— Work instruction —
Only the lines from the beginning of the data below through the line containing "let services = Arc::new(services::in_memory(&config));" belong in the response, each copied exactly.

Saved data entries:
####################

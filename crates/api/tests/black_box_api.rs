use std::sync::Arc;
use std::time::Duration;

use chrono::{Duration as ChronoDuration, Utc};
use jsonwebtoken::{Algorithm, EncodingKey, Header};
use reqwest::StatusCode;
use serde_json::json;

use walletd_api::app::{self, services};
use walletd_auth::{Hs256Authenticator, OwnerClaims};
use walletd_core::OwnerId;
use walletd_infra::AppConfig;

struct TestServer {
    base_url: String,
    handle: tokio::task::JoinHandle<()>,
}

impl TestServer {
    async fn spawn(jwt_secret: &str) -> Self {
        // Same router as prod, in-memory adapters, ephemeral port.
        let config = AppConfig::from_lookup(|key| match key {
            "JWT_SECRET" => Some(jwt_secret.to_string()),
            "WALLETD_REQUEST_TIMEOUT_MS" => Some("5000".to_string()),
            _ => None,
        })
        .expect("valid test config");
        let services = Arc::new(services::in_memory(&config));
        let authenticator = Arc::new(Hs256Authenticator::new(config.jwt_secret.as_bytes()));
        let router = app::build_app(services, authenticator);

        let listener = tokio::net::TcpListener::bind("127.0.0.1:0")
            .await
            .expect("failed to bind ephemeral port");
        let addr = listener.local_addr().unwrap();
        let base_url = format!("http://{}", addr);

        let handle = tokio::spawn(async move {
            axum::serve(listener, router).await.unwrap();
        });

        Self { base_url, handle }
    }

    fn url(&self, path: &str) -> String {
        format!("{}{}", self.base_url, path)
    }
}

impl Drop for TestServer {
    fn drop(&mut self) {
        self.handle.abort();
    }
}

fn mint_jwt(jwt_secret: &str, owner: &str) -> String {
    let now = Utc::now();
    let claims = OwnerClaims {
        sub: OwnerId::parse(owner).unwrap(),
        issued_at: now - ChronoDuration::seconds(1),
        expires_at: now + ChronoDuration::minutes(10),
    };

    jsonwebtoken::encode(
        &Header::new(Algorithm::HS256),
        &claims,
        &EncodingKey::from_secret(jwt_secret.as_bytes()),
    )
    .expect("failed to encode jwt")
}

async fn init_wallet(client: &reqwest::Client, srv: &TestServer, owner: &str, name: &str) -> serde_json::Value {
    let res = client
        .post(srv.url("/api/v1/init"))
        .json(&json!({ "customer_id": owner, "name": name }))
        .send()
        .await
        .unwrap();
    assert_eq!(res.status(), StatusCode::CREATED);
    res.json().await.unwrap()
}

#[tokio::test]
async fn health_is_public() {
    let srv = TestServer::spawn("test-secret").await;
    let res = reqwest::get(srv.url("/health")).await.unwrap();
    assert_eq!(res.status(), StatusCode::OK);
}

#[tokio::test]
async fn auth_required_for_owner_endpoints() {
    let jwt_secret = "test-secret";
    let srv = TestServer::spawn(jwt_secret).await;
    let client = reqwest::Client::new();

    let res = client.get(srv.url("/api/v1/wallet")).send().await.unwrap();
    assert_eq!(res.status(), StatusCode::UNAUTHORIZED);
    let body: serde_json::Value = res.json().await.unwrap();
    assert_eq!(body["status"], "fail");
    assert_eq!(body["data"]["error"], "unauthenticated");

    // Signed with a different secret.
    let forged = mint_jwt("other-secret", "alice");
    let res = client
        .get(srv.url("/api/v1/wallet"))
        .bearer_auth(forged)
        .send()
        .await
        .unwrap();
    assert_eq!(res.status(), StatusCode::UNAUTHORIZED);
}

#[tokio::test]
async fn owner_context_is_derived_from_token() {
    let jwt_secret = "test-secret";
    let srv = TestServer::spawn(jwt_secret).await;

    let res = reqwest::Client::new()
        .get(srv.url("/whoami"))
        .bearer_auth(mint_jwt(jwt_secret, "alice"))
        .send()
        .await
        .unwrap();

    assert_eq!(res.status(), StatusCode::OK);
    let body: serde_json::Value = res.json().await.unwrap();
    assert_eq!(body["data"]["owner_id"], "alice");
    assert_eq!(body["data"]["backend"], "in_memory");
}

#[tokio::test]
async fn deposit_withdraw_and_replay() {
    let jwt_secret = "test-secret";
    let srv = TestServer::spawn(jwt_secret).await;
    let client = reqwest::Client::new();

    let created = init_wallet(&client, &srv, "alice", "Alice").await;
    assert_eq!(created["status"], "success");
    assert_eq!(created["data"]["wallet"]["status"], "enabled");
    assert_eq!(created["data"]["wallet"]["balance"], 0);
    let wallet_id = created["data"]["wallet"]["id"].as_str().unwrap().to_string();

    let token = mint_jwt(jwt_secret, "alice");

    let res = client
        .post(srv.url("/api/v1/wallet/deposits"))
        .bearer_auth(&token)
        .json(&json!({ "reference_id": "seed", "amount": 100 }))
        .send()
        .await
        .unwrap();
    assert_eq!(res.status(), StatusCode::CREATED);
    let body: serde_json::Value = res.json().await.unwrap();
    assert_eq!(body["data"]["deposit"]["deposited_by"], "alice");
    assert_eq!(body["data"]["deposit"]["status"], "success");

    // Overdraw: recorded as failed, reported as 422.
    let res = client
        .post(srv.url("/api/v1/wallet/withdrawals"))
        .bearer_auth(&token)
        .json(&json!({ "reference_id": "r1", "amount": 150 }))
        .send()
        .await
        .unwrap();
    assert_eq!(res.status(), StatusCode::UNPROCESSABLE_ENTITY);
    let body: serde_json::Value = res.json().await.unwrap();
    assert_eq!(body["data"]["error"], "insufficient_funds");

    let withdraw = || {
        client
            .post(srv.url("/api/v1/wallet/withdrawals"))
            .bearer_auth(&token)
            .json(&json!({ "reference_id": "r2", "amount": 50 }))
            .send()
    };
    let first: serde_json::Value = withdraw().await.unwrap().json().await.unwrap();
    let again = withdraw().await.unwrap();
    assert_eq!(again.status(), StatusCode::CREATED);
    let again: serde_json::Value = again.json().await.unwrap();
    assert_eq!(first, again);
    assert_eq!(again["data"]["withdrawal"]["balance"], 50);

    // Same reference, different amount.
    let res = client
        .post(srv.url("/api/v1/wallet/withdrawals"))
        .bearer_auth(&token)
        .json(&json!({ "reference_id": "r2", "amount": 10 }))
        .send()
        .await
        .unwrap();
    assert_eq!(res.status(), StatusCode::CONFLICT);

    let res = client
        .get(srv.url("/api/v1/wallet"))
        .bearer_auth(&token)
        .send()
        .await
        .unwrap();
    let body: serde_json::Value = res.json().await.unwrap();
    assert_eq!(body["data"]["wallet"]["balance"], 50);

    let res = client
        .get(srv.url(&format!("/api/v1/wallets/{wallet_id}/reconciliation")))
        .bearer_auth(&token)
        .send()
        .await
        .unwrap();
    assert_eq!(res.status(), StatusCode::OK);
    let body: serde_json::Value = res.json().await.unwrap();
    assert_eq!(body["data"]["consistent"], true);
    assert_eq!(body["data"]["cached"], 50);
}

#[tokio::test]
async fn invalid_amounts_are_bad_requests() {
    let jwt_secret = "test-secret";
    let srv = TestServer::spawn(jwt_secret).await;
    let client = reqwest::Client::new();
    init_wallet(&client, &srv, "alice", "Alice").await;

    let res = client
        .post(srv.url("/api/v1/wallet/deposits"))
        .bearer_auth(mint_jwt(jwt_secret, "alice"))
        .json(&json!({ "reference_id": "neg", "amount": -5 }))
        .send()
        .await
        .unwrap();
    assert_eq!(res.status(), StatusCode::BAD_REQUEST);
    let body: serde_json::Value = res.json().await.unwrap();
    assert_eq!(body["data"]["error"], "bad_input");
}

#[tokio::test]
async fn disable_and_enable_status_codes() {
    let jwt_secret = "test-secret";
    let srv = TestServer::spawn(jwt_secret).await;
    let client = reqwest::Client::new();
    let token = mint_jwt(jwt_secret, "bob");

    // No wallet yet.
    let res = client
        .get(srv.url("/api/v1/wallet"))
        .bearer_auth(&token)
        .send()
        .await
        .unwrap();
    assert_eq!(res.status(), StatusCode::NOT_FOUND);

    init_wallet(&client, &srv, "bob", "Bob").await;

    let res = client
        .post(srv.url("/api/v1/init"))
        .json(&json!({ "customer_id": "bob" }))
        .send()
        .await
        .unwrap();
    assert_eq!(res.status(), StatusCode::CONFLICT);

    let res = client
        .post(srv.url("/api/v1/wallet"))
        .bearer_auth(&token)
        .send()
        .await
        .unwrap();
    assert_eq!(res.status(), StatusCode::BAD_REQUEST);
    let body: serde_json::Value = res.json().await.unwrap();
    assert_eq!(body["data"]["error"], "already_enabled");

    let res = client
        .patch(srv.url("/api/v1/wallet"))
        .bearer_auth(&token)
        .json(&json!({ "is_disabled": false }))
        .send()
        .await
        .unwrap();
    assert_eq!(res.status(), StatusCode::BAD_REQUEST);

    let res = client
        .patch(srv.url("/api/v1/wallet"))
        .bearer_auth(&token)
        .json(&json!({ "is_disabled": true }))
        .send()
        .await
        .unwrap();
    assert_eq!(res.status(), StatusCode::OK);
    let body: serde_json::Value = res.json().await.unwrap();
    assert_eq!(body["data"]["wallet"]["status"], "disabled");
    assert!(body["data"]["wallet"]["disabled_at"].is_string());

    // Disabled wallets read as 404 and refuse money movement.
    let res = client
        .get(srv.url("/api/v1/wallet"))
        .bearer_auth(&token)
        .send()
        .await
        .unwrap();
    assert_eq!(res.status(), StatusCode::NOT_FOUND);
    let body: serde_json::Value = res.json().await.unwrap();
    assert_eq!(body["data"]["error"], "disabled");

    let res = client
        .post(srv.url("/api/v1/wallet/deposits"))
        .bearer_auth(&token)
        .json(&json!({ "reference_id": "d1", "amount": 5 }))
        .send()
        .await
        .unwrap();
    assert_eq!(res.status(), StatusCode::NOT_FOUND);

    let res = client
        .post(srv.url("/api/v1/wallet"))
        .bearer_auth(&token)
        .send()
        .await
        .unwrap();
    assert_eq!(res.status(), StatusCode::CREATED);
}

#[tokio::test]
async fn list_wallets_pages_with_owner_profiles() {
    let jwt_secret = "test-secret";
    let srv = TestServer::spawn(jwt_secret).await;
    let client = reqwest::Client::new();

    for i in 0..3 {
        init_wallet(&client, &srv, &format!("owner-{i}"), &format!("Owner {i}")).await;
        // Distinct creation instants at cursor precision.
        tokio::time::sleep(Duration::from_millis(2)).await;
    }
    let token = mint_jwt(jwt_secret, "owner-0");

    let res = client
        .get(srv.url("/api/v1/wallets?num=2"))
        .bearer_auth(&token)
        .send()
        .await
        .unwrap();
    assert_eq!(res.status(), StatusCode::OK);
    let body: serde_json::Value = res.json().await.unwrap();
    let wallets = body["data"]["wallets"].as_array().unwrap();
    assert_eq!(wallets.len(), 2);
    assert_eq!(wallets[0]["owned_by"]["name"], "Owner 0");
    assert_eq!(wallets[1]["owned_by"]["id"], "owner-1");
    let cursor = body["data"]["next_cursor"].as_str().unwrap().to_string();
    assert!(!cursor.is_empty());

    let res = client
        .get(srv.url(&format!("/api/v1/wallets?num=2&cursor={cursor}")))
        .bearer_auth(&token)
        .send()
        .await
        .unwrap();
    let body: serde_json::Value = res.json().await.unwrap();
    let wallets = body["data"]["wallets"].as_array().unwrap();
    assert_eq!(wallets.len(), 1);
    assert_eq!(wallets[0]["owned_by"]["name"], "Owner 2");
    assert_eq!(body["data"]["next_cursor"], "");

    let res = client
        .get(srv.url("/api/v1/wallets?cursor=garbage!"))
        .bearer_auth(&token)
        .send()
        .await
        .unwrap();
    assert_eq!(res.status(), StatusCode::BAD_REQUEST);
    let body: serde_json::Value = res.json().await.unwrap();
    assert_eq!(body["data"]["error"], "bad_cursor");
}

#[tokio::test]
async fn get_wallet_by_id() {
    let jwt_secret = "test-secret";
    let srv = TestServer::spawn(jwt_secret).await;
    let client = reqwest::Client::new();
    let created = init_wallet(&client, &srv, "carol", "Carol").await;
    let id = created["data"]["wallet"]["id"].as_str().unwrap();
    let token = mint_jwt(jwt_secret, "carol");

    let res = client
        .get(srv.url(&format!("/api/v1/wallets/{id}")))
        .bearer_auth(&token)
        .send()
        .await
        .unwrap();
    assert_eq!(res.status(), StatusCode::OK);
    let body: serde_json::Value = res.json().await.unwrap();
    assert_eq!(body["data"]["wallet"]["owned_by"], "carol");

    let res = client
        .get(srv.url("/api/v1/wallets/not-a-uuid"))
        .bearer_auth(&token)
        .send()
        .await
        .unwrap();
    assert_eq!(res.status(), StatusCode::BAD_REQUEST);

    let res = client
        .get(srv.url(&format!("/api/v1/wallets/{}", walletd_core::WalletId::new())))
        .bearer_auth(&token)
        .send()
        .await
        .unwrap();
    assert_eq!(res.status(), StatusCode::NOT_FOUND);
}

####################

— Task answer —
filename crates/api/tests/black_box_api.rs
use std::sync::Arc;
use std::time::Duration;

use chrono::{Duration as ChronoDuration, Utc};
use jsonwebtoken::{Algorithm, EncodingKey, Header};
use reqwest::StatusCode;
use serde_json::json;

use walletd_api::app::{self, services};
use walletd_auth::{Hs256Authenticator, OwnerClaims};
use walletd_core::OwnerId;
use walletd_infra::AppConfig;

struct TestServer {
    base_url: String,
    handle: tokio::task::JoinHandle<()>,
}

impl TestServer {
    async fn spawn(jwt_secret: &str) -> Self {
        // Same router as prod, in-memory adapters, ephemeral port.
        let config = AppConfig::from_lookup(|key| match key {
            "JWT_SECRET" => Some(jwt_secret.to_string()),
            "WALLETD_REQUEST_TIMEOUT_MS" => Some("5000".to_string()),
            _ => None,
        })
        .expect("valid test config");
        let services = Arc::new(services::in_memory(&config));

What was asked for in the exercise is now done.